George immediately feels unease, worried that he might have been insensitive. He vaguely remembers hearing something about Novak having had a problem, getting sober, being in recovery. Novak didn’t talk much about it, but he might have let it slip during some languid afternoon when George was the only customer in the diner, and Novak had tired of chatting with his employees—usually Vickie the waitress and Julio the busboy—and sat down across from George. Or maybe he heard it from someone else.
When George told Maggie Kiernan he hadn’t been to her bar, but drank elsewhere, he meant to give the impression that he drank at other bars, that he was a man about town. He didn’t want it known that he only drank in his room from a stashed bottle, with only a blaring TV for company.
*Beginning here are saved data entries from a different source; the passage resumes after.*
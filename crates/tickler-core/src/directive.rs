use regex::Regex;
use serde::Serialize;
use std::collections::BTreeMap;
use std::sync::OnceLock;

pub const RRULE: &str = "rrule";
pub const DUE: &str = "due";
pub const LABELS: &str = "labels";

static MARKER_RE: OnceLock<Regex> = OnceLock::new();

fn marker_re() -> &'static Regex {
    MARKER_RE.get_or_init(|| Regex::new(r"(?m)^-?--$").unwrap())
}

// ---------------------------------------------------------------------------
// DirectiveSet
// ---------------------------------------------------------------------------

/// Directives parsed from the trailing `key: value` block of a ticket body,
/// together with the prose that precedes the block.
#[derive(Debug, Clone, Default, PartialEq, Eq, Serialize)]
pub struct DirectiveSet {
    pub values: BTreeMap<String, String>,
    pub residual: String,
}

impl DirectiveSet {
    pub fn get(&self, key: &str) -> Option<&str> {
        self.values.get(key).map(String::as_str)
    }

    pub fn rrule(&self) -> Option<&str> {
        self.get(RRULE)
    }

    pub fn due(&self) -> Option<&str> {
        self.get(DUE)
    }

    /// Labels from the `labels` directive, comma separated, blanks dropped.
    pub fn labels(&self) -> Vec<String> {
        self.get(LABELS)
            .map(|v| {
                v.split(',')
                    .map(str::trim)
                    .filter(|l| !l.is_empty())
                    .map(str::to_string)
                    .collect()
            })
            .unwrap_or_default()
    }

    pub fn is_empty(&self) -> bool {
        self.values.is_empty()
    }
}

// ---------------------------------------------------------------------------
// extract
// ---------------------------------------------------------------------------

/// Split `body` at its last `--` / `---` marker line into directives and the
/// residual prose.
///
/// Without a marker the set is empty and `residual` is the body unchanged.
/// With one, `residual` is the trimmed prose plus a single trailing newline.
pub fn extract(body: &str) -> DirectiveSet {
    let body = body.replace("\r\n", "\n");
    let Some(marker) = marker_re().find_iter(&body).last() else {
        return DirectiveSet {
            values: BTreeMap::new(),
            residual: body,
        };
    };

    let mut values = BTreeMap::new();
    for line in body[marker.end()..].split('\n') {
        let Some((key, value)) = line.split_once(':') else {
            continue;
        };
        values.insert(key.trim().to_lowercase(), value.trim().to_string());
    }

    DirectiveSet {
        values,
        residual: format!("{}\n", body[..marker.start()].trim()),
    }
}

/// Read the older prefix-line form: `RRULE:`, `Due:` and `Labels:` at the
/// start of a line anywhere in the body. Matching lines are removed from the
/// residual.
pub fn extract_legacy(body: &str) -> DirectiveSet {
    let body = body.replace("\r\n", "\n");
    let mut values = BTreeMap::new();
    let mut kept = Vec::new();

    for line in body.split('\n') {
        let field = [("RRULE:", RRULE), ("Due:", DUE), ("Labels:", LABELS)]
            .into_iter()
            .find_map(|(prefix, key)| line.strip_prefix(prefix).map(|rest| (key, rest)));
        match field {
            Some((key, rest)) => {
                values.insert(key.to_string(), rest.trim().to_string());
            }
            None => kept.push(line),
        }
    }

    if values.is_empty() {
        return DirectiveSet {
            values,
            residual: body,
        };
    }
    DirectiveSet {
        values,
        residual: format!("{}\n", kept.join("\n").trim()),
    }
}
use crate::error::{Result, TicklerError};
use serde::{Deserialize, Serialize};
use std::path::Path;

pub const CONFIG_FILE: &str = ".tickler.yaml";

// ---------------------------------------------------------------------------
// LabelConfig
// ---------------------------------------------------------------------------

/// Names of the status labels the due-date path applies.
#[derive(Debug, Clone, PartialEq, Serialize, Deserialize)]
pub struct LabelConfig {
    #[serde(default = "default_todo_label")]
    pub todo: String,
    #[serde(default = "default_due_label")]
    pub due: String,
}

fn default_todo_label() -> String {
    "todo".to_string()
}

fn default_due_label() -> String {
    "due".to_string()
}

impl Default for LabelConfig {
    fn default() -> Self {
        Self {
            todo: default_todo_label(),
            due: default_due_label(),
        }
    }
}

// ---------------------------------------------------------------------------
// RecurrenceConfig
// ---------------------------------------------------------------------------

#[derive(Debug, Clone, PartialEq, Serialize, Deserialize)]
pub struct RecurrenceConfig {
    /// How far back an occurrence may lie and still be cloned. Should match
    /// the interval between runs.
    #[serde(default = "default_window_hours")]
    pub window_hours: u32,
}

fn default_window_hours() -> u32 {
    24
}

impl Default for RecurrenceConfig {
    fn default() -> Self {
        Self {
            window_hours: default_window_hours(),
        }
    }
}

// ---------------------------------------------------------------------------
// DirectiveConfig
// ---------------------------------------------------------------------------

#[derive(Debug, Clone, Default, PartialEq, Serialize, Deserialize)]
pub struct DirectiveConfig {
    /// Also read `RRULE:` / `Due:` / `Labels:` prefix lines when a body has
    /// no trailing directive block.
    #[serde(default)]
    pub legacy_prefix_lines: bool,
}

// ---------------------------------------------------------------------------
// GithubConfig
// ---------------------------------------------------------------------------

#[derive(Debug, Clone, PartialEq, Serialize, Deserialize)]
pub struct GithubConfig {
    #[serde(default = "default_api_base")]
    pub api_base: String,
    #[serde(default = "default_timeout_secs")]
    pub timeout_secs: u64,
    /// Only consider open issues carrying all of these labels.
    #[serde(default, skip_serializing_if = "Vec::is_empty")]
    pub labels: Vec<String>,
}

fn default_api_base() -> String {
    "https://api.github.com".to_string()
}

fn default_timeout_secs() -> u64 {
    30
}

impl Default for GithubConfig {
    fn default() -> Self {
        Self {
            api_base: default_api_base(),
            timeout_secs: default_timeout_secs(),
            labels: Vec::new(),
        }
    }
}

// ---------------------------------------------------------------------------
// Config (top-level)
// ---------------------------------------------------------------------------

#[derive(Debug, Clone, Default, PartialEq, Serialize, Deserialize)]
pub struct Config {
    #[serde(default)]
    pub labels: LabelConfig,
    #[serde(default)]
    pub recurrence: RecurrenceConfig,
    #[serde(default)]
    pub directives: DirectiveConfig,
    #[serde(default)]
    pub github: GithubConfig,
}

impl Config {
    pub fn load(path: &Path) -> Result<Self> {
        let data = std::fs::read_to_string(path)?;
        let config: Config = serde_yaml::from_str(&data)?;
        config.validate()?;
        Ok(config)
    }

    pub fn to_yaml(&self) -> Result<String> {
        Ok(serde_yaml::to_string(self)?)
    }

    pub fn validate(&self) -> Result<()> {
        for (field, value) in [("labels.todo", &self.labels.todo), ("labels.due", &self.labels.due)] {
            if value.trim().is_empty() {
                return Err(TicklerError::Config(format!("{field} must not be empty")));
            }
        }
        if self.recurrence.window_hours == 0 {
            return Err(TicklerError::Config(
                "recurrence.window_hours must be at least 1".to_string(),
            ));
        }
        if self.github.api_base.trim().is_empty() {
            return Err(TicklerError::Config(
                "github.api_base must not be empty".to_string(),
            ));
        }
        Ok(())
    }
}

#[cfg(test)]
mod tests {
    use super::*;
    use tempfile::TempDir;

    #[test]
    fn empty_file_uses_defaults() {
        let cfg: Config = serde_yaml::from_str("{}").unwrap();
        assert_eq!(cfg, Config::default());
        assert_eq!(cfg.labels.todo, "todo");
        assert_eq!(cfg.recurrence.window_hours, 24);
        assert!(!cfg.directives.legacy_prefix_lines);
        assert_eq!(cfg.github.api_base, "https://api.github.com");
    }

    #[test]
    fn partial_sections_keep_other_defaults() {
        let yaml = "labels:\n  due: urgent\ngithub:\n  labels: [recurring]\n";
        let cfg: Config = serde_yaml::from_str(yaml).unwrap();
        assert_eq!(cfg.labels.todo, "todo");
        assert_eq!(cfg.labels.due, "urgent");
        assert_eq!(cfg.github.labels, vec!["recurring"]);
        assert_eq!(cfg.github.timeout_secs, 30);
    }

    #[test]
    fn load_from_disk_and_roundtrip() {
        let dir = TempDir::new().unwrap();
        let path = dir.path().join(CONFIG_FILE);
        std::fs::write(&path, "recurrence:\n  window_hours: 12\n").unwrap();
        let cfg = Config::load(&path).unwrap();
        assert_eq!(cfg.recurrence.window_hours, 12);

        let parsed: Config = serde_yaml::from_str(&cfg.to_yaml().unwrap()).unwrap();
        assert_eq!(parsed, cfg);
    }

    #[test]
    fn validate_rejects_bad_values() {
        let mut cfg = Config::default();
        cfg.recurrence.window_hours = 0;
        assert!(matches!(cfg.validate(), Err(TicklerError::Config(_))));

        let mut cfg = Config::default();
        cfg.labels.todo = "  ".to_string();
        assert!(matches!(cfg.validate(), Err(TicklerError::Config(_))));
    }

    #[test]
    fn load_missing_file_is_io_error() {
        let dir = TempDir::new().unwrap();
        let err = Config::load(&dir.path().join("nope.yaml")).unwrap_err();
        assert!(matches!(err, TicklerError::Io(_)));
    }
}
There was already enough stigma involved with men who drank alone. He hadn’t been to a bar since he moved—was moved—downtown to St. Luke’s, and Wojtak’s, the corner bar in his old neighborhood on the north side, was too far from any of the bus routes.
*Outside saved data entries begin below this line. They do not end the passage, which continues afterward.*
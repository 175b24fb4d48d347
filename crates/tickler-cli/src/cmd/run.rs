use crate::output::{print_json, print_table};
use anyhow::Context;
use chrono::{DateTime, Utc};
use tickler_core::action::{ActionSink, DryRun};
use tickler_core::config::Config;
use tickler_core::engine::{Engine, RunReport};
use tickler_core::github::{GithubClient, RepoRef};
use tickler_core::types::TicketFilter;

pub fn run(
    config: &Config,
    token: &str,
    repository: &str,
    dry_run: bool,
    now: DateTime<Utc>,
    json: bool,
) -> anyhow::Result<()> {
    let repo: RepoRef = repository.parse()?;
    let client = GithubClient::new(&config.github, token, repo)
        .context("failed to create github client")?;
    let sink: &dyn ActionSink = if dry_run { &DryRun } else { &client };
    let filter = TicketFilter {
        labels: config.github.labels.clone(),
    };

    tracing::info!(repository = %client.repo(), dry_run, %now, "starting run");
    let report = Engine::new(config)
        .run(&client, sink, &filter, now)
        .with_context(|| format!("failed to list open issues in {}", client.repo()))?;

    if json {
        print_json(&report)?;
    } else {
        print_summary(&report, dry_run);
    }

    if !report.is_success() {
        anyhow::bail!(
            "{} error(s) while processing {} issue(s)",
            report.errors.len(),
            report.tickets
        );
    }
    Ok(())
}

fn print_summary(report: &RunReport, dry_run: bool) {
    let mode = if dry_run { " (dry run)" } else { "" };
    println!(
        "Processed {} issue(s){mode}: {} applied, {} skipped, {} created",
        report.tickets,
        report.applied,
        report.skipped,
        report.created.len()
    );
    if !report.created.is_empty() {
        let ids: Vec<String> = report.created.iter().map(|id| format!("#{id}")).collect();
        println!("Created: {}", ids.join(", "));
    }
    if !report.errors.is_empty() {
        println!();
        let rows = report
            .errors
            .iter()
            .map(|e| vec![format!("#{}", e.ticket), e.message.clone()])
            .collect();
        print_table(&["ISSUE", "ERROR"], rows);
    }
}
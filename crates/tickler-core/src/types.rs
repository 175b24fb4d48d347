use chrono::{DateTime, Utc};
use serde::{Deserialize, Serialize};
use std::collections::BTreeSet;
use std::fmt;

// ---------------------------------------------------------------------------
// TicketId
// ---------------------------------------------------------------------------

/// Tracker-assigned ticket number (the GitHub issue number).
#[derive(Debug, Clone, Copy, PartialEq, Eq, Hash, PartialOrd, Ord, Serialize, Deserialize)]
#[serde(transparent)]
pub struct TicketId(pub u64);

impl fmt::Display for TicketId {
    fn fmt(&self, f: &mut fmt::Formatter<'_>) -> fmt::Result {
        write!(f, "{}", self.0)
    }
}

impl std::str::FromStr for TicketId {
    type Err = std::num::ParseIntError;

    fn from_str(s: &str) -> Result<Self, Self::Err> {
        s.trim().trim_start_matches('#').parse().map(TicketId)
    }
}

// ---------------------------------------------------------------------------
// Ticket
// ---------------------------------------------------------------------------

/// Snapshot of an open ticket as fetched from the tracker.
///
/// The engine never mutates a `Ticket`; every change goes out as an
/// [`Action`](crate::action::Action).
#[derive(Debug, Clone, Serialize, Deserialize)]
pub struct Ticket {
    pub id: TicketId,
    pub title: String,
    #[serde(default)]
    pub body: String,
    pub created_at: DateTime<Utc>,
    pub updated_at: DateTime<Utc>,
    #[serde(default)]
    pub labels: BTreeSet<String>,
}

impl Ticket {
    pub fn has_label(&self, name: &str) -> bool {
        self.labels.contains(name)
    }
}

// ---------------------------------------------------------------------------
// TicketFilter
// ---------------------------------------------------------------------------

/// Narrows which open tickets the source returns.
#[derive(Debug, Clone, Default, PartialEq, Eq, Serialize, Deserialize)]
pub struct TicketFilter {
    /// Only tickets carrying all of these labels. Empty means no restriction.
    #[serde(default)]
    pub labels: Vec<String>,
}
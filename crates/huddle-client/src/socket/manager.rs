//! Socket manager — owns one persistent connection per namespace.

use std::sync::Arc;

use dashmap::DashMap;
use futures::{SinkExt, StreamExt};
use tokio::net::TcpStream;
use tokio::sync::{mpsc, watch};
use tokio_tungstenite::tungstenite::Message;
use tokio_tungstenite::{MaybeTlsStream, WebSocketStream, connect_async};
use tokio_util::sync::CancellationToken;
use tracing::{debug, info, warn};

use huddle_core::config::socket::SocketConfig;
use huddle_core::{AppError, AppResult};
use huddle_entity::socket::{ClientMessage, ServerMessage};

use crate::context::ClientContext;
use crate::session::SessionManager;

use super::backoff;
use super::{ConnectionState, DisconnectReason, Namespace};

type WsStream = WebSocketStream<MaybeTlsStream<TcpStream>>;

/// Handle to the live connection of one namespace.
#[derive(Debug, Clone)]
struct ActiveConnection {
    /// Queue of messages for the writer half.
    outbound_tx: mpsc::Sender<ClientMessage>,
    /// Cancels the connection task and any pending reconnect.
    cancel: CancellationToken,
}

/// Shared state behind the cheaply clonable [`SocketManager`] handle.
#[derive(Debug)]
struct SocketShared {
    /// Socket configuration.
    config: SocketConfig,
    /// Token owner.
    session: Arc<SessionManager>,
    /// Shared client state.
    context: Arc<ClientContext>,
    /// Namespace → observable connection state.
    states: DashMap<Namespace, watch::Sender<ConnectionState>>,
    /// Namespace → live connection handle.
    active: DashMap<Namespace, ActiveConnection>,
}

/// Owns the connect, handshake, disconnect-classification, and
/// reconnection lifecycle for every namespace.
///
/// The access token is read from the session manager at dial time, never
/// cached. A normal close triggers a refresh-then-reconnect cycle through
/// a bounded backoff loop; an abnormal close degrades the namespace to
/// [`ConnectionState::NeedsRefresh`] without retrying.
#[derive(Debug, Clone)]
pub struct SocketManager {
    inner: Arc<SocketShared>,
}

impl SocketManager {
    /// Create a manager over the given session and context.
    pub fn new(
        config: SocketConfig,
        session: Arc<SessionManager>,
        context: Arc<ClientContext>,
    ) -> Self {
        Self {
            inner: Arc::new(SocketShared {
                config,
                session,
                context,
                states: DashMap::new(),
                active: DashMap::new(),
            }),
        }
    }

    /// Watch the connection state of a namespace.
    pub fn watch_state(&self, namespace: Namespace) -> watch::Receiver<ConnectionState> {
        self.inner
            .states
            .entry(namespace)
            .or_insert_with(|| watch::channel(ConnectionState::Disconnected).0)
            .subscribe()
    }

    /// Current connection state of a namespace.
    pub fn state(&self, namespace: Namespace) -> ConnectionState {
        *self
            .inner
            .states
            .entry(namespace)
            .or_insert_with(|| watch::channel(ConnectionState::Disconnected).0)
            .borrow()
    }

    /// Open the namespace connection: dial, await the welcome, register,
    /// and start the connection task.
    ///
    /// An initial connect failure leaves the namespace `Disconnected` and
    /// returns the error; automatic retries only run on the reconnect
    /// path after an established connection closes normally.
    pub async fn connect(&self, namespace: Namespace) -> AppResult<()> {
        self.set_state(namespace, ConnectionState::Connecting);

        match self.establish(namespace).await {
            Ok(stream) => {
                self.install(namespace, stream);
                Ok(())
            }
            Err(e) => {
                self.set_state(namespace, ConnectionState::Disconnected);
                Err(e)
            }
        }
    }

    /// Close the namespace connection intentionally.
    ///
    /// On the `users` namespace a logout notice is queued first, so the
    /// server can eagerly mark the user offline. Cancels any in-flight
    /// reconnect sequence: an explicit disconnect always wins.
    pub async fn disconnect(&self, namespace: Namespace) {
        let Some(handle) = self.inner.active.get(&namespace).map(|h| h.clone()) else {
            self.set_state(namespace, ConnectionState::Disconnected);
            return;
        };

        if namespace == Namespace::Users {
            if let Some(socket_id) = self.inner.context.socket_id().await {
                let identity = self.inner.context.identity();
                let notice = ClientMessage::Logout {
                    uid: identity.uid,
                    username: identity.username.clone(),
                    socket_id,
                };
                // Queued ahead of the cancel so the writer drains it first.
                let _ = handle.outbound_tx.send(notice).await;
            }
        }

        handle.cancel.cancel();
        self.inner.active.remove(&namespace);
    }

    /// Queue a message on the namespace connection.
    pub async fn send(&self, namespace: Namespace, message: ClientMessage) -> AppResult<()> {
        let handle = self
            .inner
            .active
            .get(&namespace)
            .map(|h| h.clone())
            .ok_or_else(|| AppError::transport(format!("Namespace {namespace} not connected")))?;

        handle
            .outbound_tx
            .send(message)
            .await
            .map_err(|_| AppError::transport(format!("Namespace {namespace} writer closed")))
    }

    fn set_state(&self, namespace: Namespace, state: ConnectionState) {
        debug!(namespace = %namespace, state = ?state, "Socket state change");
        let sender = self
            .inner
            .states
            .entry(namespace)
            .or_insert_with(|| watch::channel(ConnectionState::Disconnected).0);
        let _ = sender.send(state);
    }

    /// Dial the namespace URL and run the handshake.
    async fn establish(&self, namespace: Namespace) -> AppResult<WsStream> {
        // Read the token at dial time; never reuse a value captured
        // before an await point.
        let token = self
            .inner
            .session
            .access_token()
            .await
            .ok_or_else(|| AppError::authentication("No access token for socket connect"))?;

        let url = format!(
            "{}/{}?token={}",
            self.inner.config.base_url, namespace, token
        );
        let handshake_timeout = self.inner.config.handshake_timeout();

        let (mut stream, _response) =
            tokio::time::timeout(handshake_timeout, connect_async(url.as_str()))
                .await
                .map_err(|_| AppError::transport("Socket connect timed out"))?
                .map_err(|e| AppError::transport(format!("Socket connect failed: {e}")))?;

        let socket_id = tokio::time::timeout(handshake_timeout, await_welcome(&mut stream))
            .await
            .map_err(|_| AppError::transport("Welcome handshake timed out"))??;

        if namespace == Namespace::Users {
            self.inner.context.set_socket_id(&socket_id).await;

            let identity = self.inner.context.identity();
            let register = ClientMessage::Register {
                uid: identity.uid,
                username: identity.username.clone(),
                socket_id: socket_id.clone(),
                rooms: self.inner.context.rooms().await,
            };
            let text = serde_json::to_string(&register)?;
            stream
                .send(Message::text(text))
                .await
                .map_err(|e| AppError::transport(format!("Registration send failed: {e}")))?;
        }

        info!(
            namespace = %namespace,
            socket_id = %socket_id,
            "Socket connected"
        );
        Ok(stream)
    }

    /// Hand an established stream to a fresh connection task.
    fn install(&self, namespace: Namespace, stream: WsStream) {
        let (outbound_tx, outbound_rx) = mpsc::channel(32);
        let cancel = CancellationToken::new();

        self.inner.active.insert(
            namespace,
            ActiveConnection {
                outbound_tx,
                cancel: cancel.clone(),
            },
        );
        self.set_state(namespace, ConnectionState::Connected);

        let manager = self.clone();
        tokio::spawn(async move {
            manager
                .run_connection(namespace, stream, outbound_rx, cancel)
                .await;
        });
    }

    /// Pump the connection until it ends, then classify and react.
    async fn run_connection(
        &self,
        namespace: Namespace,
        mut stream: WsStream,
        mut outbound_rx: mpsc::Receiver<ClientMessage>,
        cancel: CancellationToken,
    ) {
        let reason = loop {
            tokio::select! {
                // Drain queued messages (logout notices in particular)
                // before honoring cancellation.
                biased;

                queued = outbound_rx.recv() => {
                    let Some(message) = queued else {
                        break DisconnectReason::ClientDisconnect;
                    };
                    let text = match serde_json::to_string(&message) {
                        Ok(text) => text,
                        Err(e) => {
                            warn!(namespace = %namespace, error = %e, "Unserializable outbound message dropped");
                            continue;
                        }
                    };
                    if let Err(e) = stream.send(Message::text(text)).await {
                        break DisconnectReason::TransportClose(e.to_string());
                    }
                }

                _ = cancel.cancelled() => {
                    let _ = stream.close(None).await;
                    break DisconnectReason::ClientDisconnect;
                }

                frame = stream.next() => {
                    match frame {
                        Some(Ok(Message::Text(text))) => {
                            self.handle_frame(namespace, text.as_str(), &mut stream).await;
                        }
                        Some(Ok(Message::Close(_))) => break DisconnectReason::ServerDisconnect,
                        Some(Ok(_)) => {}
                        Some(Err(e)) => break DisconnectReason::TransportClose(e.to_string()),
                        None => break DisconnectReason::TransportClose("transport close".to_string()),
                    }
                }
            }
        };

        debug!(namespace = %namespace, reason = ?reason, "Socket connection ended");
        self.handle_disconnect(namespace, reason, cancel).await;
    }

    async fn handle_frame(&self, namespace: Namespace, text: &str, stream: &mut WsStream) {
        match serde_json::from_str::<ServerMessage>(text) {
            Ok(ServerMessage::Ping { timestamp }) => {
                let pong = ClientMessage::Pong { timestamp };
                if let Ok(text) = serde_json::to_string(&pong) {
                    let _ = stream.send(Message::text(text)).await;
                }
            }
            Ok(ServerMessage::Welcome { .. }) => {
                // Already consumed during the handshake; a repeat is noise.
                debug!(namespace = %namespace, "Unexpected duplicate welcome");
            }
            Ok(ServerMessage::PresenceChange { uid, state, .. }) => {
                debug!(namespace = %namespace, uid = %uid, state = %state, "Peer presence change");
            }
            Err(e) => {
                debug!(namespace = %namespace, error = %e, "Unparseable server frame dropped");
            }
        }
    }

    /// Classify the ended connection and drive the recovery policy.
    async fn handle_disconnect(
        &self,
        namespace: Namespace,
        reason: DisconnectReason,
        cancel: CancellationToken,
    ) {
        if namespace == Namespace::Users {
            self.inner.context.clear_socket_id().await;
        }

        if cancel.is_cancelled() {
            // Explicit disconnect; the logout notice already went out.
            self.set_state(namespace, ConnectionState::Disconnected);
            return;
        }

        if !reason.is_normal() {
            warn!(
                namespace = %namespace,
                reason = ?reason,
                "Abnormal socket disconnect, connectivity degraded"
            );
            self.inner.active.remove(&namespace);
            self.set_state(namespace, ConnectionState::NeedsRefresh);
            return;
        }

        if !self.inner.context.auth().can_reconnect() {
            info!(namespace = %namespace, "Not reconnecting: session is no longer authenticated");
            self.inner.active.remove(&namespace);
            self.set_state(namespace, ConnectionState::Disconnected);
            return;
        }

        self.set_state(namespace, ConnectionState::Reconnecting);
        self.reconnect_with_backoff(namespace, cancel).await;
    }

    /// Refresh-then-reconnect under a bounded backoff schedule.
    async fn reconnect_with_backoff(&self, namespace: Namespace, cancel: CancellationToken) {
        let policy = &self.inner.config.reconnect;

        for attempt in 1..=policy.max_attempts {
            let delay = backoff::delay_for(policy, attempt);
            tokio::select! {
                _ = cancel.cancelled() => {
                    info!(namespace = %namespace, "Reconnect abandoned: explicit disconnect");
                    self.set_state(namespace, ConnectionState::Disconnected);
                    return;
                }
                _ = tokio::time::sleep(delay) => {}
            }

            if !self.inner.context.auth().can_reconnect() {
                info!(namespace = %namespace, "Reconnect abandoned: logged out mid-sequence");
                self.set_state(namespace, ConnectionState::Disconnected);
                return;
            }

            if let Err(e) = self.inner.session.refresh().await {
                warn!(
                    namespace = %namespace,
                    attempt,
                    error = %e,
                    "Session refresh failed during reconnect"
                );
                continue;
            }

            match self.establish(namespace).await {
                Ok(stream) => {
                    info!(namespace = %namespace, attempt, "Reconnected");
                    self.install(namespace, stream);
                    return;
                }
                Err(e) => {
                    warn!(
                        namespace = %namespace,
                        attempt,
                        error = %e,
                        "Reconnect attempt failed"
                    );
                }
            }
        }

        warn!(
            namespace = %namespace,
            attempts = policy.max_attempts,
            "Reconnect attempts exhausted, connectivity degraded"
        );
        self.inner.active.remove(&namespace);
        self.set_state(namespace, ConnectionState::NeedsRefresh);
    }
}

/// Read frames until the server welcome arrives.
async fn await_welcome(stream: &mut WsStream) -> AppResult<String> {
    while let Some(frame) = stream.next().await {
        let frame =
            frame.map_err(|e| AppError::transport(format!("Handshake read failed: {e}")))?;
        if let Message::Text(text) = frame {
            if let ServerMessage::Welcome { socket_id } = serde_json::from_str(text.as_str())? {
                return Ok(socket_id);
            }
        }
    }
    Err(AppError::transport("Socket closed during handshake"))
}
He missed his old house, his neighbors, the old men at Wojtak’s who were his drinking buddies. Smitty, Fred, Vince.
Debbie took all of that away from him, plus his car, when she forced him to move to St. Luke’s. He hadn’t at all noticed his mind slipping, or at least nothing as bad as what she claimed. He only got lost while driving one time, and forgot a kettle on the stove until the water boiled away only once, or maybe twice. He could still keep up the house, inside and out. Cooking, cleaning, mowing the lawn, raking leaves in the fall until the yard was bare.
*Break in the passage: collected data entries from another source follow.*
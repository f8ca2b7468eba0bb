//! Activity detector — classifies the user as active or idle.

use std::sync::Arc;

use tokio::sync::mpsc;
use tokio::time::{self, Instant};
use tokio_util::sync::CancellationToken;
use tracing::{debug, trace};

use huddle_core::config::presence::PresenceConfig;
use huddle_entity::presence::PresenceState;

use crate::context::ClientContext;
use crate::dispatcher::PresenceDispatcher;

/// A qualifying input event, debounced at the source (at most one signal
/// per ~200 ms reaches the detector).
#[derive(Debug, Clone, Copy, PartialEq, Eq)]
pub enum ActivitySignal {
    /// Pointer movement.
    Pointer,
    /// Key press.
    Key,
    /// Wheel or scroll.
    Wheel,
    /// Touch.
    Touch,
    /// Visibility change.
    Visibility,
}

#[derive(Debug, Clone, Copy, PartialEq, Eq)]
enum Phase {
    Active,
    Idle,
}

/// Watches the input event stream and emits soft presence transitions.
///
/// Runs as a single cooperative task: one idle deadline, one heartbeat
/// throttle, no background threads. Emissions are suppressed entirely
/// while the locally known state is sticky, so no needless traffic is
/// generated for a user who chose an override.
#[derive(Debug)]
pub struct ActivityDetector {
    /// Idle threshold and resend interval.
    config: PresenceConfig,
    /// Shared client state.
    context: Arc<ClientContext>,
    /// Outbound presence events.
    dispatcher: Arc<PresenceDispatcher>,
}

impl ActivityDetector {
    /// Create a detector over the shared context and dispatcher.
    pub fn new(
        config: PresenceConfig,
        context: Arc<ClientContext>,
        dispatcher: Arc<PresenceDispatcher>,
    ) -> Self {
        Self {
            config,
            context,
            dispatcher,
        }
    }

    /// Consume the signal stream until it closes or cancellation fires.
    ///
    /// The user starts out active; the first idle transition happens one
    /// idle threshold after the last qualifying signal.
    pub async fn run(&self, mut signals: mpsc::Receiver<ActivitySignal>, cancel: CancellationToken) {
        let idle_threshold = self.config.idle_threshold();
        let resend_interval = self.config.min_resend_interval();

        let mut phase = Phase::Active;
        let mut deadline = Instant::now() + idle_threshold;
        let mut last_sent = Instant::now();

        loop {
            tokio::select! {
                _ = cancel.cancelled() => break,
                maybe_signal = signals.recv() => {
                    let Some(signal) = maybe_signal else { break };
                    trace!(signal = ?signal, "Activity signal");
                    deadline = Instant::now() + idle_threshold;

                    match phase {
                        Phase::Idle => {
                            phase = Phase::Active;
                            self.emit(PresenceState::Online).await;
                            last_sent = Instant::now();
                        }
                        Phase::Active => {
                            // Heartbeat throttle: at most one refreshed
                            // "still online" per resend interval.
                            if last_sent.elapsed() >= resend_interval {
                                self.emit(PresenceState::Online).await;
                                last_sent = Instant::now();
                            }
                        }
                    }
                }
                _ = time::sleep_until(deadline), if phase == Phase::Active => {
                    phase = Phase::Idle;
                    self.emit(PresenceState::Away).await;
                }
            }
        }
        debug!("Activity detector stopped");
    }

    /// Emit a soft transition unless the locally known state is sticky.
    async fn emit(&self, state: PresenceState) {
        let local = self.context.local_state().await;
        if local.is_sticky() {
            trace!(
                suppressed = %state,
                local = %local,
                "Soft emission suppressed by sticky state"
            );
            return;
        }
        self.context.set_local_state(state).await;
        self.dispatcher.dispatch_soft(state).await;
    }
}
“No bottle, George,” Novak says.
George can see pain in Novak’s eyes, maybe as he remembered his darker times.
“You should go to Maggie’s, maybe tomorrow.”
“Debbie’s hosting Christmas,” George says. “I’m on my own tonight because I didn’t want to go to Mass.” He pauses. “Christmas Day is usually nice at her place.”
“Well, maybe the day after, then,” Maddie Kiernan says, from her stool at the counter.